**Work order:**
Go through the listing below from the line containing "operation: &Operation) ->" to its last line, retyping each line exactly and nothing else.

**Supplied material:**
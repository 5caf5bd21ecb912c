//! Creates, updates, selects or deletes an Azure resource group, or starts, stops, restarts or deletes its VMs.

use anyhow::Context;

pub mod environment;

mod override_parameters;

mod parameters;
pub use parameters::{Action, DeploymentMode, Inputs, TaskParameters, TemplateLocation, TemplateSource, VirtualMachineAction};

mod template;

mod virtual_machines;

pub struct Task;

impl pipeline::Handler for Task {
	type Inputs = Inputs;

	fn handle<'this>(
		&'this self,
		inputs: &'this Inputs,
		context: &'this pipeline::Context<'_>,
	) -> std::pin::Pin<Box<dyn std::future::Future<Output = anyhow::Result<()>> + 'this>> {
		Box::pin(async move {
			let endpoint = pipeline::Endpoint::from_env(&inputs.connected_service_name)?;
			let parameters = TaskParameters::new(inputs, &endpoint)?;

			let user_agent: http_common::HeaderValue =
				concat!(env!("CARGO_PKG_NAME"), "/", env!("CARGO_PKG_VERSION"))
				.parse().expect("hard-coded user agent is valid HeaderValue");
			let transport = http_common::Client::new(user_agent).context("could not initialize HTTP client")?;

			let credentials = azure::Credentials::new(&parameters.auth, parameters.arm_url.clone(), &transport, context.logger);

			let poll_policy = azure::lro::PollPolicy {
				timeout: parameters.timeout,
				cancellation: Some(context.cancellation.clone()),
				..Default::default()
			};
			let client =
				azure::management::Client::new(&parameters.subscription_id, &credentials, &transport, context.logger)
				.with_base_url(&parameters.arm_url)
				.context("could not initialize Azure Management API client")?
				.with_poll_policy(poll_policy);

			run(&parameters, &client, &transport, context).await
		})
	}
}

/// Runs the action of the task against the resource group.
pub async fn run(
	parameters: &TaskParameters,
	client: &azure::management::Client<'_>,
	transport: &dyn http_common::Transport,
	context: &pipeline::Context<'_>,
) -> anyhow::Result<()> {
	let logger = context.logger;
	let resource_group_name = &*parameters.resource_group_name;

	match parameters.action {
		Action::CreateOrUpdateResourceGroup => {
			create_or_update(parameters, client, transport, context).await
				.with_context(|| format!("could not create or update resource group {resource_group_name}"))?;
			logger.report_message(format_args!("deployed to resource group {resource_group_name}"));
		},

		Action::DeleteResourceGroup => {
			client.resource_group_delete(resource_group_name).await
				.with_context(|| format!("could not delete resource group {resource_group_name}"))?;
			logger.report_message(format_args!("deleted resource group {resource_group_name}"));
		},

		Action::SelectResourceGroup => {
			prepare_machines(parameters, client, context).await
				.with_context(|| format!("could not select resource group {resource_group_name}"))?;
		},

		Action::VirtualMachines(action) =>
			virtual_machines::run(client, logger, resource_group_name, action).await?,
	}

	Ok(())
}

async fn create_or_update(
	parameters: &TaskParameters,
	client: &azure::management::Client<'_>,
	transport: &dyn http_common::Transport,
	context: &pipeline::Context<'_>,
) -> anyhow::Result<()> {
	let logger = context.logger;
	let resource_group_name = &*parameters.resource_group_name;
	let template = parameters.template.as_ref().context("no template to deploy")?;

	if !client.resource_group_check_existence(resource_group_name).await? {
		let location = parameters.location.as_deref().context("resource group does not exist and no location was given to create it in")?;
		let _ = client.resource_group_create_or_update(resource_group_name, location).await?;
	}

	let deployment = template::deployment(template, &parameters.override_parameters, parameters.deployment_mode, transport).await?;
	let deployment_name = template::deployment_name(template, time::OffsetDateTime::now_utc())?;

	if parameters.deployment_mode == DeploymentMode::Validation {
		return template::validate(client, logger, resource_group_name, &deployment_name, &deployment).await;
	}

	let result = client.deployment_create_or_update(resource_group_name, &deployment_name, &deployment).await?;
	if let Some(correlation_id) = &result.properties.correlation_id {
		logger.report_state("azure/resources/deployment", (resource_group_name, &*deployment_name), format_args!("correlation ID {correlation_id}"));
	}

	prepare_machines(parameters, client, context).await
}

/// Enables WinRM HTTPS on the machines of the resource group if requested, then publishes them to the output variable if one is set.
async fn prepare_machines(
	parameters: &TaskParameters,
	client: &azure::management::Client<'_>,
	context: &pipeline::Context<'_>,
) -> anyhow::Result<()> {
	let resource_group_name = &*parameters.resource_group_name;
	let listener = winrm_https_listener::WinRmHttpsListener::new(client, resource_group_name, context.logger);

	let machines =
		if parameters.enable_deployment_prerequisites {
			listener.add_inbound_nat_rules().await?;
			Some(listener.enable(true).await?)
		}
		else {
			None
		};

	let Some(output_variable) = parameters.output_variable.as_deref() else {
		return Ok(());
	};

	let machines = match machines {
		Some(machines) => machines,
		None => listener.enable(false).await?,
	};
	environment::register(context, output_variable, resource_group_name, &machines).context("could not register environment")?;

	Ok(())
}
//! Polling of long-running ARM operations.
//!
//! A mutating call that continues asynchronously returns either an `azure-asyncoperation` header,
//! whose URI reports `{ "status": "InProgress" | ... }` until the operation ends,
//! or a `location` header with status 202, whose URI keeps returning 202 until the operation ends.

use anyhow::Context;

/// How a long-running operation is polled.
#[derive(Clone, Debug)]
pub struct PollPolicy {
	/// The fixed delay between polls.
	pub interval: std::time::Duration,

	/// Fail the operation once this much time has passed since the first poll.
	pub timeout: Option<std::time::Duration>,

	/// Fail the operation after this many polls.
	pub max_attempts: Option<usize>,

	pub cancellation: Option<tokio_util::sync::CancellationToken>,
}

impl Default for PollPolicy {
	fn default() -> Self {
		PollPolicy {
			interval: std::time::Duration::from_secs(30),
			timeout: None,
			max_attempts: None,
			cancellation: None,
		}
	}
}

#[derive(Clone, Debug, PartialEq)]
pub enum Operation {
	/// Poll until the body's `status` is no longer `InProgress`.
	AsyncOperation(http_common::Uri),

	/// Poll until the status code is no longer 202.
	Location(http_common::Uri),
}

impl Operation {
	/// Finds the operation started by the given response, if any.
	pub fn detect(res: &crate::Response) -> anyhow::Result<Option<Self>> {
		if let Some(uri) = res.header_str("azure-asyncoperation") {
			let uri: http_common::Uri = uri.parse().context("could not parse azure-asyncoperation header")?;
			return Ok(Some(Operation::AsyncOperation(uri)));
		}

		if res.status == http_common::StatusCode::ACCEPTED {
			if let Some(uri) = res.header_str("location") {
				let uri: http_common::Uri = uri.parse().context("could not parse location header")?;
				return Ok(Some(Operation::Location(uri)));
			}
		}

		Ok(None)
	}

	fn uri(&self) -> &http_common::Uri {
		match self {
			Operation::AsyncOperation(uri) | Operation::Location(uri) => uri,
		}
	}

	fn is_in_progress(&self, res: &crate::Response) -> bool {
		match self {
			Operation::AsyncOperation(_) => res.body_status() == Some("InProgress"),
			Operation::Location(_) => res.status == http_common::StatusCode::ACCEPTED,
		}
	}
}

#[derive(Debug)]
pub enum PollError {
	/// The response did not describe a long-running operation.
	InvalidResponse,
	TimedOut { elapsed: std::time::Duration },
	TooManyAttempts { attempts: usize },
	Cancelled,
}

impl std::fmt::Display for PollError {
	fn fmt(&self, f: &mut std::fmt::Formatter<'_>) -> std::fmt::Result {
		match self {
			PollError::InvalidResponse => f.write_str("invalid response: expected an azure-asyncoperation header, or a location header with status 202"),
			PollError::TimedOut { elapsed } => write!(f, "timed out after {}s waiting for long-running operation", elapsed.as_secs()),
			PollError::TooManyAttempts { attempts } => write!(f, "long-running operation did not finish after {attempts} polls"),
			PollError::Cancelled => f.write_str("cancelled while waiting for long-running operation"),
		}
	}
}

impl std::error::Error for PollError {}

/// Waits for the operation started by `initial` to finish and returns the final poll response unchanged.
///
/// Fails with [`PollError::InvalidResponse`] if `initial` did not start an operation.
pub async fn long_running_operation_result(client: &crate::management::Client<'_>, initial: &crate::Response) -> anyhow::Result<crate::Response> {
	let operation = Operation::detect(initial)?.ok_or(PollError::InvalidResponse)?;
	poll(client, &operation).await
}

/// Polls the operation until it leaves its in-progress state and returns the final poll response unchanged.
pub async fn poll(client: &crate::management::Client<'_>, operation: &Operation) -> anyhow::Result<crate::Response> {
	let PollPolicy { interval, timeout, max_attempts, cancellation } = client.poll_policy();

	let start = tokio::time::Instant::now();
	let mut attempts = 0_usize;

	loop {
		let res = client.send(http_common::Method::GET, operation.uri().clone(), None).await?;
		attempts += 1;
		log::debug!("long-running operation {} poll {attempts}: status code {}, status {:?}", operation.uri(), res.status, res.body_status());

		if !operation.is_in_progress(&res) {
			return Ok(res);
		}

		if max_attempts.is_some_and(|max_attempts| attempts >= max_attempts) {
			return Err(PollError::TooManyAttempts { attempts }.into());
		}

		let elapsed = start.elapsed();
		if timeout.is_some_and(|timeout| elapsed >= timeout) {
			return Err(PollError::TimedOut { elapsed }.into());
		}

		match cancellation {
			Some(cancellation) => tokio::select! {
				() = tokio::time::sleep(*interval) => (),
				() = cancellation.cancelled() => return Err(PollError::Cancelled.into()),
			},

			None => tokio::time::sleep(*interval).await,
		}
	}
}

**Solution for this task:**
pub async fn poll(client: &crate::management::Client<'_>, operation: &Operation) -> anyhow::Result<crate::Response> {
	let PollPolicy { interval, timeout, max_attempts, cancellation } = client.poll_policy();

	let start = tokio::time::Instant::now();
	let mut attempts = 0_usize;

	loop {
		let res = client.send(http_common::Method::GET, operation.uri().clone(), None).await?;
		attempts += 1;
		log::debug!("long-running operation {} poll {attempts}: status code {}, status {:?}", operation.uri(), res.status, res.body_status());

		if !operation.is_in_progress(&res) {
			return Ok(res);
		}

		if max_attempts.is_some_and(|max_attempts| attempts >= max_attempts) {
			return Err(PollError::TooManyAttempts { attempts }.into());
		}

		let elapsed = start.elapsed();
		if timeout.is_some_and(|timeout| elapsed >= timeout) {
			return Err(PollError::TimedOut { elapsed }.into());
		}

		match cancellation {
			Some(cancellation) => tokio::select! {
				() = tokio::time::sleep(*interval) => (),
				() = cancellation.cancelled() => return Err(PollError::Cancelled.into()),
			},

			None => tokio::time::sleep(*interval).await,
		}
	}
}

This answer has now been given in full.